Ein ganzheitliches Verständnis des menschlichen Gesundheitszustands setzt zuverlässige und aussagekräftige Messwerte voraus. Es gilt daher, die spezifischen Stärken der unterschiedlichen Messmethoden in der täglichen Praxis gezielt einzusetzen und sinnvoll auszuwerten. 

Urin-, Haar- und Blutanalyse – stark zusammen mit dem Zell-Check

Ein wesentliches Speicherorgan des menschlichen Körpers ist sein Haarschopf. Schließlich wachsen Kopfhaare rund einen Zentimeter im Monat und lassen dementsprechend Rückschlüsse auf das gesamte Stoffwechselgeschehen dieses Zeitraumes zu. Die Haaranalyse kann eine große Bandbreite von eingelagerten Arznei- und Suchtstoffen nachweisen; rückblickend lässt sich außerdem eine Einschätzung zur individuellen Versorgung mit Spurenelementen und Mineralstoffen sowie der Exposition gegenüber Schadstoffen und anderen externen Faktoren anstellen.

Urin lässt dagegen Rückschlüsse auf den ganz aktuellen menschlichen Gesundheitszustand zu. So lassen sich bereits leichte Abweichungen von den Normwerten mittels labortechnischer Verfahren zuverlässig feststellen. Akute bakterielle Infekte, aktuelle Stoffwechselgeschehnisse und kürzlich aufgenommene Substanzen sind im Urin einfach nachweisbar.
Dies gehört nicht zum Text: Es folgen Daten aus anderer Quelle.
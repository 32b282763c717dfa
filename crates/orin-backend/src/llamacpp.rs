//! llama.cpp backend: one `llama-cli` process per call.

use std::path::{Path, PathBuf};
use std::process::Stdio;
use std::time::Duration;

use async_trait::async_trait;
use serde::{Deserialize, Serialize};
use tokio::io::{AsyncBufReadExt, AsyncReadExt, BufReader};
use tokio::process::{Child, ChildStderr, ChildStdout, Command};
use tokio::sync::mpsc;
use tokio_util::sync::CancellationToken;
use tracing::{debug, trace, warn};

use orin_core::{
    chunk_channel, Backend, BackendCall, BackendError, BackendRequest, CallId, GenerationParams,
    ProcessExit,
};

use crate::utf8::Utf8Decoder;

const READ_BUFFER: usize = 4096;

/// Bytes of stderr kept for error reports.
const STDERR_TAIL_LIMIT: usize = 2048;

/// How long to wait for stderr to close after the process is gone.
const STDERR_GRACE: Duration = Duration::from_secs(1);

#[derive(Debug, Clone, PartialEq, Serialize, Deserialize)]
pub struct LlamaCppConfig {
    /// `llama-cli` executable, either a path or a name looked up on `PATH`.
    #[serde(default = "default_binary")]
    pub binary: PathBuf,

    /// GGUF model file.
    #[serde(default)]
    pub model: PathBuf,

    /// Arguments placed before the generated ones.
    #[serde(default = "default_extra_args")]
    pub extra_args: Vec<String>,
}

fn default_binary() -> PathBuf {
    PathBuf::from("llama-cli")
}

fn default_extra_args() -> Vec<String> {
    ["--no-display-prompt", "-no-cnv", "-ngl", "0"]
        .iter()
        .map(|s| s.to_string())
        .collect()
}

impl Default for LlamaCppConfig {
    fn default() -> Self {
        Self {
            binary: default_binary(),
            model: PathBuf::new(),
            extra_args: default_extra_args(),
        }
    }
}

/// Whether the configured binary and model can be found.
#[derive(Debug, Clone, PartialEq, Eq)]
pub struct ProbeReport {
    pub binary: Option<PathBuf>,
    pub model_found: bool,
}

impl ProbeReport {
    pub fn is_ready(&self) -> bool {
        self.binary.is_some() && self.model_found
    }
}

pub struct LlamaCppBackend {
    config: LlamaCppConfig,
}

impl LlamaCppBackend {
    pub fn new(config: LlamaCppConfig) -> Self {
        Self { config }
    }

    pub fn config(&self) -> &LlamaCppConfig {
        &self.config
    }

    /// Full argument list for one generation.
    pub fn build_args(&self, prompt: &str, params: &GenerationParams) -> Vec<String> {
        let mut args = self.config.extra_args.clone();
        args.extend([
            "-m".to_string(),
            self.config.model.display().to_string(),
            "-p".to_string(),
            prompt.to_string(),
            "-n".to_string(),
            params.max_tokens.to_string(),
            "--temp".to_string(),
            params.temperature.to_string(),
            "-c".to_string(),
            params.context_size.to_string(),
            "-t".to_string(),
            params.threads.to_string(),
        ]);
        if params.no_mmap {
            args.push("--no-mmap".to_string());
        }
        args
    }

    pub fn probe(&self) -> ProbeReport {
        ProbeReport {
            binary: resolve_program(&self.config.binary),
            model_found: self.config.model.is_file(),
        }
    }
}

/// Resolve a program to a path, searching `PATH` for bare names.
fn resolve_program(program: &Path) -> Option<PathBuf> {
    if program.components().count() > 1 {
        return program.is_file().then(|| program.to_path_buf());
    }

    let path_env = std::env::var_os("PATH")?;
    std::env::split_paths(&path_env)
        .map(|dir| dir.join(program))
        .find(|candidate| candidate.is_file())
}

#[async_trait]
impl Backend for LlamaCppBackend {
    fn name(&self) -> &str {
        "llama.cpp"
    }

    async fn start(&self, request: BackendRequest) -> Result<BackendCall, BackendError> {
        let args = self.build_args(&request.prompt, &request.params);

        let mut child = Command::new(&self.config.binary)
            .args(&args)
            .stdin(Stdio::null())
            .stdout(Stdio::piped())
            .stderr(Stdio::piped())
            .kill_on_drop(true)
            .spawn()
            .map_err(|e| {
                BackendError::spawn(format!("{}: {}", self.config.binary.display(), e))
            })?;

        let stdout = child
            .stdout
            .take()
            .ok_or_else(|| BackendError::spawn("stdout was not captured"))?;
        let stderr = child
            .stderr
            .take()
            .ok_or_else(|| BackendError::spawn("stderr was not captured"))?;

        debug!(
            call = %request.id,
            pid = ?child.id(),
            binary = %self.config.binary.display(),
            "Spawned backend process"
        );

        let (tx, rx) = chunk_channel();
        let cancel = CancellationToken::new();
        let task = tokio::spawn(supervise(
            request.id,
            child,
            stdout,
            stderr,
            tx,
            cancel.clone(),
        ));

        Ok(BackendCall::new(request.id, request.timeout, rx, cancel, task))
    }
}

/// Owns the child for its whole life: streams stdout, then kills if needed and reaps.
async fn supervise(
    id: CallId,
    mut child: Child,
    mut stdout: ChildStdout,
    stderr: ChildStderr,
    tx: mpsc::Sender<String>,
    cancel: CancellationToken,
) -> Result<ProcessExit, BackendError> {
    let stderr_task = tokio::spawn(collect_stderr(id, stderr));

    let mut decoder = Utf8Decoder::new();
    let mut buf = vec![0u8; READ_BUFFER];
    let mut killed = false;
    let mut read_error = None;

    loop {
        let read = tokio::select! {
            _ = cancel.cancelled() => {
                killed = true;
                break;
            }
            read = stdout.read(&mut buf) => read,
        };

        match read {
            Ok(0) => break,
            Ok(n) => {
                let text = decoder.decode(&buf[..n]);
                if text.is_empty() {
                    continue;
                }
                let sent = tokio::select! {
                    _ = cancel.cancelled() => {
                        killed = true;
                        break;
                    }
                    sent = tx.send(text) => sent,
                };
                if sent.is_err() {
                    // Consumer is gone.
                    killed = true;
                    break;
                }
            }
            Err(e) => {
                read_error = Some(e);
                break;
            }
        }
    }

    if !killed && read_error.is_none() {
        let rest = decoder.finish();
        if !rest.is_empty() {
            tokio::select! {
                _ = cancel.cancelled() => killed = true,
                _ = tx.send(rest) => {}
            }
        }
    }
    drop(tx);

    let status = if killed || read_error.is_some() {
        kill_and_reap(id, &mut child).await
    } else {
        let exited = tokio::select! {
            _ = cancel.cancelled() => None,
            status = child.wait() => Some(status),
        };
        match exited {
            Some(status) => status,
            None => {
                killed = true;
                kill_and_reap(id, &mut child).await
            }
        }
    };

    let stderr_tail = match tokio::time::timeout(STDERR_GRACE, stderr_task).await {
        Ok(Ok(tail)) => tail,
        _ => {
            debug!(call = %id, "Backend stderr did not close in time");
            String::new()
        }
    };

    if let Some(e) = read_error {
        return Err(BackendError::io(format!("reading backend output: {}", e)));
    }
    let status = status?;

    if killed {
        debug!(call = %id, "Backend process killed");
        return Ok(ProcessExit::killed(stderr_tail));
    }

    debug!(call = %id, status = %status, "Backend process exited");
    Ok(match status.code() {
        Some(code) => ProcessExit::exited(code, stderr_tail),
        None => ProcessExit {
            code: None,
            success: false,
            stderr_tail,
            killed: false,
        },
    })
}

async fn kill_and_reap(id: CallId, child: &mut Child) -> std::io::Result<std::process::ExitStatus> {
    if let Err(e) = child.kill().await {
        warn!(call = %id, error = %e, "Failed to kill backend process");
    }
    child.wait().await
}

/// Drain stderr so the process never blocks on it, keeping the last few KiB.
async fn collect_stderr(id: CallId, stderr: ChildStderr) -> String {
    let mut lines = BufReader::new(stderr).lines();
    let mut tail = String::new();

    loop {
        match lines.next_line().await {
            Ok(Some(line)) => {
                trace!(call = %id, "{}", line);
                push_tail(&mut tail, &line);
            }
            Ok(None) => break,
            Err(e) => {
                debug!(call = %id, error = %e, "Stopped reading backend stderr");
                break;
            }
        }
    }

    tail.trim_end().to_string()
}

fn push_tail(tail: &mut String, line: &str) {
    tail.push_str(line);
    tail.push('\n');

    if tail.len() > STDERR_TAIL_LIMIT {
        let mut cut = tail.len() - STDERR_TAIL_LIMIT;
        while !tail.is_char_boundary(cut) {
            cut += 1;
        }
        tail.drain(..cut);
    }
}

#[cfg(test)]
mod tests {
    use super::*;

    /// A backend running `/bin/sh -c <script>`; generated arguments land in `$1..`.
    fn shell_backend(script: &str) -> LlamaCppBackend {
        LlamaCppBackend::new(LlamaCppConfig {
            binary: PathBuf::from("/bin/sh"),
            model: PathBuf::from("model.gguf"),
            extra_args: vec!["-c".to_string(), script.to_string(), "llama".to_string()],
        })
    }

    async fn collect(call: &mut BackendCall) -> String {
        let mut out = String::new();
        while let Some(chunk) = call.next_chunk().await {
            out.push_str(&chunk);
        }
        out
    }

    #[test]
    fn test_build_args() {
        let backend = LlamaCppBackend::new(LlamaCppConfig {
            binary: PathBuf::from("llama-cli"),
            model: PathBuf::from("/models/qwen.gguf"),
            ..Default::default()
        });
        let params = GenerationParams::default()
            .with_temperature(0.5)
            .with_max_tokens(128)
            .with_context_size(2048)
            .with_threads(8)
            .with_no_mmap(true);

        let args = backend.build_args("User: hi\n\nAssistant:", &params);
        assert_eq!(
            args,
            vec![
                "--no-display-prompt",
                "-no-cnv",
                "-ngl",
                "0",
                "-m",
                "/models/qwen.gguf",
                "-p",
                "User: hi\n\nAssistant:",
                "-n",
                "128",
                "--temp",
                "0.5",
                "-c",
                "2048",
                "-t",
                "8",
                "--no-mmap",
            ]
        );
    }

    #[test]
    fn test_build_args_without_no_mmap() {
        let backend = LlamaCppBackend::new(LlamaCppConfig::default());
        let args = backend.build_args("p", &GenerationParams::default());
        assert!(!args.contains(&"--no-mmap".to_string()));
    }

    #[cfg(unix)]
    #[tokio::test]
    async fn test_streams_process_output() {
        let backend = shell_backend("printf '<think>plan</think>'; printf 'answer to: %s' \"$4\"");
        let mut call = backend
            .start(BackendRequest::new("the prompt", GenerationParams::default()))
            .await
            .unwrap();

        let output = collect(&mut call).await;
        assert_eq!(output, "<think>plan</think>answer to: the prompt");

        let report = call.wait().await.unwrap();
        assert_eq!(report.exit.code, Some(0));
        assert_eq!(report.bytes, output.len());
    }

    #[cfg(unix)]
    #[tokio::test]
    async fn test_silent_process_is_empty_output() {
        let backend = shell_backend("exit 0");
        let mut call = backend
            .start(BackendRequest::new("p", GenerationParams::default()))
            .await
            .unwrap();

        assert_eq!(call.wait().await.unwrap_err(), BackendError::EmptyOutput);
    }

    #[cfg(unix)]
    #[tokio::test]
    async fn test_non_zero_exit_carries_stderr() {
        let backend = shell_backend("echo 'failed to load model' >&2; exit 3");
        let mut call = backend
            .start(BackendRequest::new("p", GenerationParams::default()))
            .await
            .unwrap();

        assert_eq!(
            call.wait().await.unwrap_err(),
            BackendError::non_zero_exit(Some(3), "failed to load model")
        );
    }

    #[cfg(unix)]
    #[tokio::test]
    async fn test_timeout_kills_process() {
        let backend = shell_backend("printf 'start'; exec sleep 30");
        let request = BackendRequest::new("p", GenerationParams::default())
            .with_timeout(Some(Duration::from_millis(300)));
        let mut call = backend.start(request).await.unwrap();

        let started = std::time::Instant::now();
        let output = collect(&mut call).await;
        assert_eq!(output, "start");
        assert_eq!(
            call.wait().await.unwrap_err(),
            BackendError::Timeout(Duration::from_millis(300))
        );
        assert!(started.elapsed() < Duration::from_secs(10));
    }

    #[cfg(unix)]
    #[tokio::test]
    async fn test_cancel_kills_process() {
        let backend = shell_backend("printf 'x'; exec sleep 30");
        let mut call = backend
            .start(BackendRequest::new("p", GenerationParams::default()))
            .await
            .unwrap();

        assert_eq!(call.next_chunk().await.as_deref(), Some("x"));
        call.cancel();
        let report = call.wait().await.unwrap();
        assert!(report.cancelled);
        assert!(report.exit.killed);
    }

    #[tokio::test]
    async fn test_missing_binary_is_spawn_failure() {
        let backend = LlamaCppBackend::new(LlamaCppConfig {
            binary: PathBuf::from("/nonexistent/llama-cli"),
            ..Default::default()
        });
        let err = backend
            .start(BackendRequest::new("p", GenerationParams::default()))
            .await
            .unwrap_err();

        assert!(matches!(err, BackendError::ProcessSpawnFailure(_)));
    }

    #[cfg(unix)]
    #[test]
    fn test_probe() {
        let manifest = PathBuf::from(env!("CARGO_MANIFEST_DIR")).join("Cargo.toml");
        let ready = LlamaCppBackend::new(LlamaCppConfig {
            binary: PathBuf::from("sh"),
            model: manifest,
            ..Default::default()
        });
        assert!(ready.probe().is_ready());

        let missing = LlamaCppBackend::new(LlamaCppConfig {
            binary: PathBuf::from("/nonexistent/llama-cli"),
            model: PathBuf::from("/nonexistent/model.gguf"),
            ..Default::default()
        });
        let report = missing.probe();
        assert!(report.binary.is_none());
        assert!(!report.model_found);
    }

    #[test]
    fn test_stderr_tail_is_bounded() {
        let mut tail = String::new();
        for i in 0..500 {
            push_tail(&mut tail, &format!("line {}", i));
        }
        assert!(tail.len() <= STDERR_TAIL_LIMIT);
        assert!(tail.ends_with("line 499\n"));
    }
}
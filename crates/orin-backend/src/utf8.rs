//! Incremental UTF-8 decoding of process output.

use std::char::REPLACEMENT_CHARACTER;

/// Decodes a byte stream read in arbitrary pieces.
///
/// A multi-byte sequence cut by a read boundary is carried over to the next
/// call instead of being replaced. Bytes that can never form valid UTF-8 are
/// replaced with U+FFFD.
#[derive(Debug, Default)]
pub struct Utf8Decoder {
    carry: Vec<u8>,
}

impl Utf8Decoder {
    pub fn new() -> Self {
        Self::default()
    }

    pub fn decode(&mut self, bytes: &[u8]) -> String {
        let mut input = std::mem::take(&mut self.carry);
        input.extend_from_slice(bytes);

        let mut out = String::with_capacity(input.len());
        let mut rest = input.as_slice();

        loop {
            match std::str::from_utf8(rest) {
                Ok(valid) => {
                    out.push_str(valid);
                    break;
                }
                Err(err) => {
                    let (valid, after) = rest.split_at(err.valid_up_to());
                    if let Ok(valid) = std::str::from_utf8(valid) {
                        out.push_str(valid);
                    }
                    match err.error_len() {
                        Some(len) => {
                            out.push(REPLACEMENT_CHARACTER);
                            rest = &after[len..];
                        }
                        None => {
                            // Incomplete sequence at the end: wait for more bytes.
                            self.carry = after.to_vec();
                            break;
                        }
                    }
                }
            }
        }

        out
    }

    /// Flush a sequence left incomplete at end of stream.
    pub fn finish(&mut self) -> String {
        let carry = std::mem::take(&mut self.carry);
        String::from_utf8_lossy(&carry).into_owned()
    }

    pub fn has_pending(&self) -> bool {
        !self.carry.is_empty()
    }
}

#[cfg(test)]
mod tests {
    use super::*;

    #[test]
    fn test_ascii_passthrough() {
        let mut decoder = Utf8Decoder::new();
        assert_eq!(decoder.decode(b"hello"), "hello");
        assert!(!decoder.has_pending());
    }

    #[test]
    fn test_split_multibyte_sequence() {
        let bytes = "héllo → 世界".as_bytes();
        for split in 0..=bytes.len() {
            let mut decoder = Utf8Decoder::new();
            let mut out = decoder.decode(&bytes[..split]);
            out.push_str(&decoder.decode(&bytes[split..]));
            out.push_str(&decoder.finish());
            assert_eq!(out, "héllo → 世界", "split at {}", split);
        }
    }

    #[test]
    fn test_byte_at_a_time() {
        let text = "<think>🤔</think>ok";
        let mut decoder = Utf8Decoder::new();
        let mut out = String::new();
        for byte in text.as_bytes() {
            out.push_str(&decoder.decode(std::slice::from_ref(byte)));
        }
        assert_eq!(out, text);
    }

    #[test]
    fn test_invalid_bytes_are_replaced() {
        let mut decoder = Utf8Decoder::new();
        assert_eq!(decoder.decode(b"a\xffb"), "a\u{FFFD}b");
    }

    #[test]
    fn test_truncated_sequence_at_end() {
        let mut decoder = Utf8Decoder::new();
        assert_eq!(decoder.decode(b"x\xe4\xb8"), "x");
        assert!(decoder.has_pending());
        assert_eq!(decoder.finish(), "\u{FFFD}");
        assert!(!decoder.has_pending());
    }
}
Sowohl für die Urin- als auch für die Haaranalyse gilt jedoch: Sie geben Aufschluss über Auslagerungen und Abtransporte. Die Blutanalyse gibt dagegen an, welche Stoffe sich in welcher Konzentration aktuell im Blutkreislauf befinden. Die erhobenen Blutwerte stellen allerdings – ähnlich wie die Ergebnisse einer Urinanalyse – lediglich eine Momentaufnahme dar, die mit der tatsächlichen Menge und Verfügbarkeit der Mineralstoffe auf Zell-Ebene nicht unbedingt kongruent sein muss.

Die Zell-Check-Messung erlaubt die Bewertung ebendieser realen intrazellulären Verhältnisse. Die via Spektral-Photometrie ermittelten Messwerte des Zell-Checks können unmittelbar mit einer Datenbank von über 1,3 Millionen Datensätzen und Vergleichswerten aus Biopsien, Haar-und Urinanalysen abgeglichen werden. So wird eine unmittelbare und präzise Beurteilung der jeweiligen Bioverfügbarkeiten auf zellulärer Ebene möglich. Das ist insbesondere vor dem Hintergrund wichtig, dass sich Mineralien, Spurenelemente sowie toxische Schwermetalle vordringlich direkt in den Zellen einlagern. Die Ergebnisse des Zell-Checks geben also Aufschluss über die tatsächliche Stoffwechsellage sowie die im Gewebe angelagerten Substanzen. Damit werden sie zum Schlüsselelement in der gesundheitlichen Prävention: Denn Defizite, Mängel oder Überschüsse lassen sich in zellulärem Gewebe meist zuerst erkennen – lange bevor die Blutserumwerte signifikant abweichen.

Fazit

Die Vergleichbarkeit der verschiedenen Messmethoden ist aufgrund der sehr unterschiedlichen methodischen Herangehensweisen, der unterschiedlichen Qualität der erhobenen Informationen und ihrer unterschiedlichen Aussagekraft im Hinblick auf die individueller Lage des Patienten nur bedingt möglich. Eine gut abgestimmte Verknüpfung und ergänzende Auswertung der verschiedenen Messmethoden ist je nach spezifischer Fragestellung daher der sinnvollste Weg zur Ermittlung wirksamer präventiver Maßnahmen.